Постепенно стемнело. А когда появились мальчишки, я подивился: не ожидал от них такой инициативы. На телеге стояла бочка, полная речной воды. Они натаскали её вёдрами, залили бочку до верха и пригнали сюда. Бочка литров на сто пятьдесят, мне хватит.
Трое парнишек забрались ко мне в комнату. Действовали тихо: доктор в соседней комнате ещё не спал. Они смогли вытащить меня в окно, только ноги ударились о завалинку, но я не чувствовал. Дотащив меня до угла дома, где была телега, они в восемь рук подняли меня и сунули в бочку. Всего мальчишек было пятеро, самому старшему лет одиннадцать.
Уцепившись за край бочки, я шепнул:
– Мне нужно нырнуть. Считайте до двадцати, а потом вытаскивайте меня, а то захлебнусь.
– Сделаем, – сказал один из мальчишек.
Хорошо с мальчиками: им любую дичь скажи – верят и помогают. Они за любой кипиш, кроме голодовки. Попробуй я обратиться с подобной просьбой к кому другому, к той же Рае. Как ей объяснить своё желание понырять? Доктора точно не уговоришь. В общем, мальчишки дали мне шанс, и я его не упустил.

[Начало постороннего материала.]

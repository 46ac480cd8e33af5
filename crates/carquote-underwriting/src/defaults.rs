//! Underwriting defaults resolved once at startup
//!
//! The calculator never reads the environment. Whoever loads configuration
//! builds an [`UnderwritingDefaults`] and passes it into every quote call.

use carquote_common::{CurrencyCode, Percentage, QuoteError, Result};
use serde::Serialize;

/// Fallback values for fields a quote request leaves out
#[derive(Debug, Clone, PartialEq, Eq, Serialize)]
pub struct UnderwritingDefaults {
    /// Currency for car values submitted without one
    pub currency: CurrencyCode,
    /// Base rate applied to the car value to get the premium
    pub base_rate: Percentage,
    /// Share of the car value that is covered
    pub coverage: Percentage,
}

impl UnderwritingDefaults {
    /// Build defaults, rejecting a coverage share above 100%
    pub fn new(currency: CurrencyCode, base_rate: Percentage, coverage: Percentage) -> Result<Self> {
        if !coverage.is_within_unit() {
            return Err(QuoteError::CoverageOutOfRange {
                value: coverage.value(),
            });
        }

        Ok(Self {
            currency,
            base_rate,
            coverage,
        })
    }

    /// Currency given by the caller, or the configured default
    pub fn resolve_currency(&self, requested: Option<&str>) -> Result<CurrencyCode> {
        match requested {
            Some(code) => CurrencyCode::new(code),
            None => Ok(self.currency.clone()),
        }
    }
}
//! Error types for CarQuote
//!
//! Every failure in the domain layer is a deterministic input error. None of
//! them is transient, so callers surface them instead of retrying.

use rust_decimal::Decimal;
use thiserror::Error;

/// Result type alias using QuoteError
pub type Result<T> = std::result::Result<T, QuoteError>;

/// Unified error type for money, percentage, car and quote operations
#[derive(Debug, Error, Clone, PartialEq, Eq)]
pub enum QuoteError {
    #[error("Invalid amount: {amount} must not be negative")]
    InvalidAmount { amount: Decimal },

    #[error("Invalid currency code: {code:?} must be three ASCII letters")]
    InvalidCurrency { code: String },

    #[error("Currency mismatch: {left} vs {right}")]
    CurrencyMismatch { left: String, right: String },

    #[error("Invalid percentage: {value} must not be negative")]
    InvalidPercentage { value: Decimal },

    #[error("Invalid car value: {amount} must be greater than zero")]
    InvalidCarValue { amount: Decimal },

    #[error("Coverage percentage {value} is outside [0, 1]")]
    CoverageOutOfRange { value: Decimal },

    #[error("Deductible percentage {value} is outside [0, 1]")]
    DeductibleOutOfRange { value: Decimal },

    #[error("Monetary calculation overflow")]
    Overflow,
}

impl QuoteError {
    /// Stable machine-readable code for API consumers
    pub fn code(&self) -> &'static str {
        match self {
            QuoteError::InvalidAmount { .. } => "invalid_amount",
            QuoteError::InvalidCurrency { .. } => "invalid_currency",
            QuoteError::CurrencyMismatch { .. } => "currency_mismatch",
            QuoteError::InvalidPercentage { .. } => "invalid_percentage",
            QuoteError::InvalidCarValue { .. } => "invalid_car_value",
            QuoteError::CoverageOutOfRange { .. } => "coverage_out_of_range",
            QuoteError::DeductibleOutOfRange { .. } => "deductible_out_of_range",
            QuoteError::Overflow => "overflow",
        }
    }
}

Первый нырок, секунд на пятнадцать – и глухо. Меня вытащили, я отдышался, и нырнул ещё раз. Есть, прошла инициация! Какая радость!
– Всё, – прохрипел я, уцепившись за край бочки, когда меня достали из воды. – Помогло. Ноги чувствую, только ходить не могу. Верните меня обратно в кровать так, чтобы никто ничего не узнал, а то нам всем попадёт.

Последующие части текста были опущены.